On October 19, 2023, he was released by the team as per his request. He rescinded his ties with the Firebonds to tend to his pregnant wife. He only played one game for the team before being released.

===NLEX Road Warriors (2023–present)===
On December 11, 2023, Bolick's PBA playing rights was traded to the NLEX Road Warriors in a three-team trade involving NLEX, NorthPort, and San Miguel Beermen.

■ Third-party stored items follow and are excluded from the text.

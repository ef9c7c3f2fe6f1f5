//! # Evaluation Errors
//!
//! Error types for statement evaluation and for a whole interpretation run.

use gsharp_geometry::GeometryError;
use gsharp_parser::{LexError, ParseError};
use thiserror::Error;

/// Errors that can occur during evaluation.
#[derive(Debug, Clone, PartialEq, Error)]
pub enum EvalError {
    /// Name not bound in any frame or registry.
    #[error("undefined identifier '{0}'")]
    UndefinedIdentifier(String),

    /// Call of a function nobody declared.
    #[error("unknown function '{0}'")]
    UnknownFunction(String),

    /// Wrong number of arguments.
    #[error("wrong number of arguments for {name}: expected {expected}, got {found}")]
    ArityMismatch {
        /// Function name.
        name: String,
        /// Accepted argument count(s).
        expected: String,
        /// Arguments supplied.
        found: usize,
    },

    /// Type mismatch in an operator, condition or argument.
    #[error("type error: {0}")]
    TypeError(String),

    /// `draw` of a name that resolves to nothing.
    #[error("unknown figure '{0}'")]
    UnknownFigure(String),

    /// Color name outside the color table.
    #[error("unknown color '{0}'")]
    UnknownColor(String),

    /// Redeclaration of a constant, sequence or predefined name.
    #[error("'{0}' is already defined")]
    AlreadyDefined(String),

    /// Intersection of a figure with itself.
    #[error("infinite intersections: both figures are identical")]
    InfiniteIntersections,

    /// Operation that needs every element of an unbounded sequence.
    #[error("cannot {0} an unbounded sequence")]
    UnboundedSequence(String),

    /// Too many nested function calls.
    #[error("recursion limit of {0} nested calls exceeded")]
    RecursionLimit(usize),

    /// Invalid argument value.
    #[error("invalid argument: {0}")]
    InvalidArgument(String),
}

impl EvalError {
    /// Type error for a value that is not of the expected kind.
    pub fn expected(what: &str, found: &str) -> Self {
        Self::TypeError(format!("expected {}, found {}", what, found))
    }
}

impl From<GeometryError> for EvalError {
    fn from(err: GeometryError) -> Self {
        match err {
            GeometryError::InfiniteIntersections => Self::InfiniteIntersections,
        }
    }
}

// =============================================================================
// INTERPRET ERROR
// =============================================================================

/// Failure of one pipeline stage.
#[derive(Debug, Clone, PartialEq, Error)]
pub enum InterpretErrorKind {
    /// Tokenizing failed.
    #[error("{0}")]
    Lex(LexError),
    /// Parsing failed.
    #[error("{0}")]
    Parse(ParseError),
    /// Evaluation failed.
    #[error("{0}")]
    Eval(EvalError),
}

/// Error of an interpretation run, tagged with the failing source line.
///
/// ## Example
///
/// ```rust
/// use gsharp_eval::interpret;
///
/// let err = interpret("x = 1;\ndraw nowhere;").unwrap_err();
/// assert_eq!(err, "line 2: unknown figure 'nowhere'");
/// ```
#[derive(Debug, Clone, PartialEq, Error)]
#[error("line {line}: {kind}")]
pub struct InterpretError {
    /// 1-based source line.
    pub line: usize,
    /// What failed.
    pub kind: InterpretErrorKind,
}

impl InterpretError {
    /// Evaluation error at a line.
    pub fn eval(line: usize, err: EvalError) -> Self {
        Self {
            line,
            kind: InterpretErrorKind::Eval(err),
        }
    }
}

impl From<LexError> for InterpretError {
    fn from(err: LexError) -> Self {
        Self {
            line: err.position.line,
            kind: InterpretErrorKind::Lex(err),
        }
    }
}

impl From<ParseError> for InterpretError {
    fn from(err: ParseError) -> Self {
        Self {
            line: err.line(),
            kind: InterpretErrorKind::Parse(err),
        }
    }
}

// =============================================================================
// TESTS
// =============================================================================

#[cfg(test)]
mod tests {
    use super::*;

    #[test]
    fn test_error_display() {
        let err = EvalError::TypeError("expected number".to_string());
        assert!(err.to_string().contains("type error"));
    }

    #[test]
    fn test_interpret_error_prefixes_line() {
        let err = InterpretError::eval(3, EvalError::UndefinedIdentifier("x".to_string()));
        assert_eq!(err.to_string(), "line 3: undefined identifier 'x'");
    }

    #[test]
    fn test_geometry_error_converts() {
        let err: EvalError = GeometryError::InfiniteIntersections.into();
        assert_eq!(err, EvalError::InfiniteIntersections);
    }
}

On December 17, he officially signed a three-year contract with the team.

==PBA career statistics==

As of the end of 2024–25 season

|  | Led the league |

===Season-by-season averages===

| Year | Team | GP | MPG | FG% | 3P% | 4P% | FT% | RPG | APG | SPG | BPG | PPG |
|---|---|---|---|---|---|---|---|---|---|---|---|---|
| 2019 | NorthPort | 32 | 34.2 | .385 | .274 | — | .792 | 5.1 | 4.9 | .9 | .3 | 13.5 |
| 2021 | NorthPort | 22 | 41.2 | .402 | .261 | — | .750 | 6.9 | 8.2 | 1.4 | .2 | 19.1 |
| 2022–23 | NorthPort | 29 | 38.3 | .435 | .305 | — | .828 | 5.0 | 6.1 | .7 | .1 | 20.4 |
| 2023–24 | NLEX | 16 | 38.7 | .444 | .296 | — | .875 | 5.3 | 7.5 | .9 | .1 | 25.3 |
| 2024–25 | NLEX | 40 | 38.3 | .441 | .305 | .222 | .858 | 5.4 | 7.6 | 1.0 | .2 | 20.6 |
| Career |  | 139 | 37.9 | .423 | .287 | .222 | .830 | 5.5 | 6.7 | .9 | .2 | 19.2 |

==Personal life==
Bolick is married to Cassandra Yu, a social media influencer and flight attendant, since May 2022. He was previously in a relationship with volleyball player Aby Maraño from 2013 to 2021.